Increasing the nodes

So as you might have guessed we can get a better model by increasing the number of nodes / units in our first Dense layer

Here is an example in Tensorflow, trained using Mean Squared Error loss

import tensorflow as tf
from tensorflow import keras
from tensorflow.keras import layers
import numpy as np
import matplotlib
from matplotlib import pyplot as plt
m1 = keras.Sequential([
# need this to flatten the input [1,2,3] => [[1],[2],[3]]
layers.Flatten(),
layers.Dense(units = 4,
activation = 'relu'),
layers.Dense(1)
])
m1.compile(
loss=tf.keras.losses.MSE,
optimizer=tf.optimizers.Adam(learning_rate=0.01))
m1.fit(x, y, epochs=1000, batch_size=10, verbose=0)# plot the results
plt.plot(x , y)
plt.plot(x, m1(x))
Model output after training in orange

Lets look under the hood at the 4 lines generated by the first dense layer

# Get our 1st dense layer 
l = m1.layers[1]
# get x in the shape expected by the layer
x1 = x.reshape((-1, 1))
# apply the layer weights and bias
y1 = (np.dot(x1, l.kernel.numpy()) + l.bias.numpy())
# apply relu
y1[y1 < 0] = 0
# plot lines
plt.plot(x, y1)
Our 4 lines trained by our model

You can really see, how adding these together can start approximating y = x²

The machine learning bit

So now you understand how dense layers can be stacked to generate non-linear patterns, I’ll touch on how we figure out our weights and biases for these lines.

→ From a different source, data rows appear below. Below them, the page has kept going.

/// Stable identifier of a scene within one orchestration run.
pub type SceneId = String;

/// Identifier of a generative model / backend (e.g. `"kling"`).
pub type ModelId = String;

/// All timestamps are UTC.
pub type Timestamp = chrono::DateTime<chrono::Utc>;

The basic idea is very similar to regression, in fact we are using the same loss function in this model. Mean Squared Error.

So the loss function here is defined by

loss = (y₀ - m(x₀))² + (y₁ - m(x₁))² + ... + (yₙ - m(xₙ))²where m is our modelm(x) = w₀m₀(x) + b₀ + .. + w₀m₃(x) + b₃and mᵢ is our 1st dense layer mᵢ(x) = wᵢx + bᵢ

Which essentially gives us some polynomial equation dependent on the 4 weights and biases of our first dense layer, and the 4 weights and biases of our second layer

without going into too much detail we can easily estimate the gradient at a particular point in our 8 dimensional space and start moving in the direction of the minimal point.

Obviously there is no guarantee that our 8 dimensional space as only 1 minimal point, there maybe local minima that we get stuck in.

So machine learning models, try to tread carefully by not moving too quickly to the identified minimal point (specified somewhat by the learning_rate, selection of the batch size and epochs)

In summary

Dense layers in machine learning are just a fancy name for a bunch of lines which together with an activation function can be stacked together to model complicated data relationships.

Here is the catch! Since it’s a bunch of lines, it’s going to perform really badly on new data.. and by new data I mean values of x which aren’t close to those we’ve already seen… we trained our model on x between -10, 10… if we fed x = 100 into the model it’s going to be terrible.. so key insight is… NORMALIZE YOUR DATA!

The machine learning bit is no different from regression, in the sense you are trying to find where the derivative of the loss function equals 0.

I hope this gives someone a bit of a deeper understanding of a piece of machine learning tool kit, since most other layers are built on similar principles.